Aim of the exercise: Return all lines from the listing below in which the string "OpenAiClient" occurs.
*** Begin section ***
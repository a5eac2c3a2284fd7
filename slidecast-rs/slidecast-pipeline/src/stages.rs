use async_trait::async_trait;
use slidecast_llm::{ChatRequest, ImageRequest, LlmError, OpenAiClient};
use slidecast_media::{
    EncodeError, EncodeJob, FfmpegEncoder, ImageSaveError, RenderError, SaveImageOptions,
    TextCardRenderer, save_base64_image,
};
use slidecast_utils::{Slide, Transient, UpstreamError};
use slidecast_voice::VoiceClient;
use std::path::{Path, PathBuf};
use std::time::Duration;
use thiserror::Error;

/// Drafts the slide script for a composed request.
#[async_trait]
pub trait ScriptWriter: Send + Sync {
    async fn draft(&self, request: &ChatRequest) -> Result<Vec<Slide>, LlmError>;
}

/// Turns narration text into WAV bytes.
#[async_trait]
pub trait Narrator: Send + Sync {
    async fn narrate(&self, text: &str) -> Result<Vec<u8>, UpstreamError>;
}

/// Writes one slide image to `destination`.
#[async_trait]
pub trait SlideRenderer: Send + Sync {
    async fn render(&self, slide: &Slide, destination: &Path) -> Result<(), SlideRenderError>;
}

#[async_trait]
pub trait VideoEncoder: Send + Sync {
    async fn encode(&self, job: &EncodeJob) -> Result<PathBuf, EncodeError>;
}

#[derive(Debug, Error)]
pub enum SlideRenderError {
    #[error(transparent)]
    Upstream(#[from] UpstreamError),
    #[error(transparent)]
    Card(#[from] RenderError),
    #[error(transparent)]
    Save(#[from] ImageSaveError),
}

impl Transient for SlideRenderError {
    fn is_transient(&self) -> bool {
        matches!(self, SlideRenderError::Upstream(error) if error.is_retryable())
    }

    fn retry_after(&self) -> Option<Duration> {
        match self {
            SlideRenderError::Upstream(error) => error.retry_after(),
            _ => None,
        }
    }

    fn give_up(self, attempts: u32) -> Self {
        match self {
            SlideRenderError::Upstream(error) => SlideRenderError::Upstream(error.give_up(attempts)),
            other => other,
        }
    }
}

#[async_trait]
impl ScriptWriter for OpenAiClient {
    async fn draft(&self, request: &ChatRequest) -> Result<Vec<Slide>, LlmError> {
        self.draft_slides(request).await
    }
}

/// A voice client bound to one resolved speaker.
#[derive(Debug, Clone)]
pub struct VoiceNarrator {
    client: VoiceClient,
    model_token: String,
}

impl VoiceNarrator {
    pub fn new(client: VoiceClient, model_token: impl Into<String>) -> Self {
        Self {
            client,
            model_token: model_token.into(),
        }
    }
}

#[async_trait]
impl Narrator for VoiceNarrator {
    async fn narrate(&self, text: &str) -> Result<Vec<u8>, UpstreamError> {
        self.client.synthesize(text, &self.model_token).await
    }
}

#[async_trait]
impl SlideRenderer for TextCardRenderer {
    async fn render(&self, slide: &Slide, destination: &Path) -> Result<(), SlideRenderError> {
        TextCardRenderer::render(self, slide, destination).await?;
        Ok(())
    }
}

/// Asks the image generation endpoint for a picture of each slide.
#[derive(Debug, Clone)]
pub struct GeneratedImageRenderer {
    client: OpenAiClient,
    model: String,
    size: String,
}

impl GeneratedImageRenderer {
    pub fn new(client: OpenAiClient, model: impl Into<String>, size: impl Into<String>) -> Self {
        Self {
            client,
            model: model.into(),
            size: size.into(),
        }
    }
}

#[async_trait]
impl SlideRenderer for GeneratedImageRenderer {
    async fn render(&self, slide: &Slide, destination: &Path) -> Result<(), SlideRenderError> {
        let request = ImageRequest::new(&self.model, slide.image_description(), &self.size);
        let encoded = self.client.generate_image(&request).await?;

        let output_dir = destination.parent().unwrap_or(Path::new("."));
        let file_stem = destination
            .file_stem()
            .map(|stem| stem.to_string_lossy().into_owned())
            .unwrap_or_else(|| format!("slide_{:02}", slide.index));
        save_base64_image(
            &encoded,
            SaveImageOptions {
                file_stem: &file_stem,
                output_dir,
            },
        )?;
        Ok(())
    }
}

#[async_trait]
impl VideoEncoder for FfmpegEncoder {
    async fn encode(&self, job: &EncodeJob) -> Result<PathBuf, EncodeError> {
        FfmpegEncoder::encode(self, job).await
    }
}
*** End section ***
Written solution:
use slidecast_llm::{ChatRequest, ImageRequest, LlmError, OpenAiClient};
impl ScriptWriter for OpenAiClient {
    client: OpenAiClient,
    pub fn new(client: OpenAiClient, model: impl Into<String>, size: impl Into<String>) -> Self {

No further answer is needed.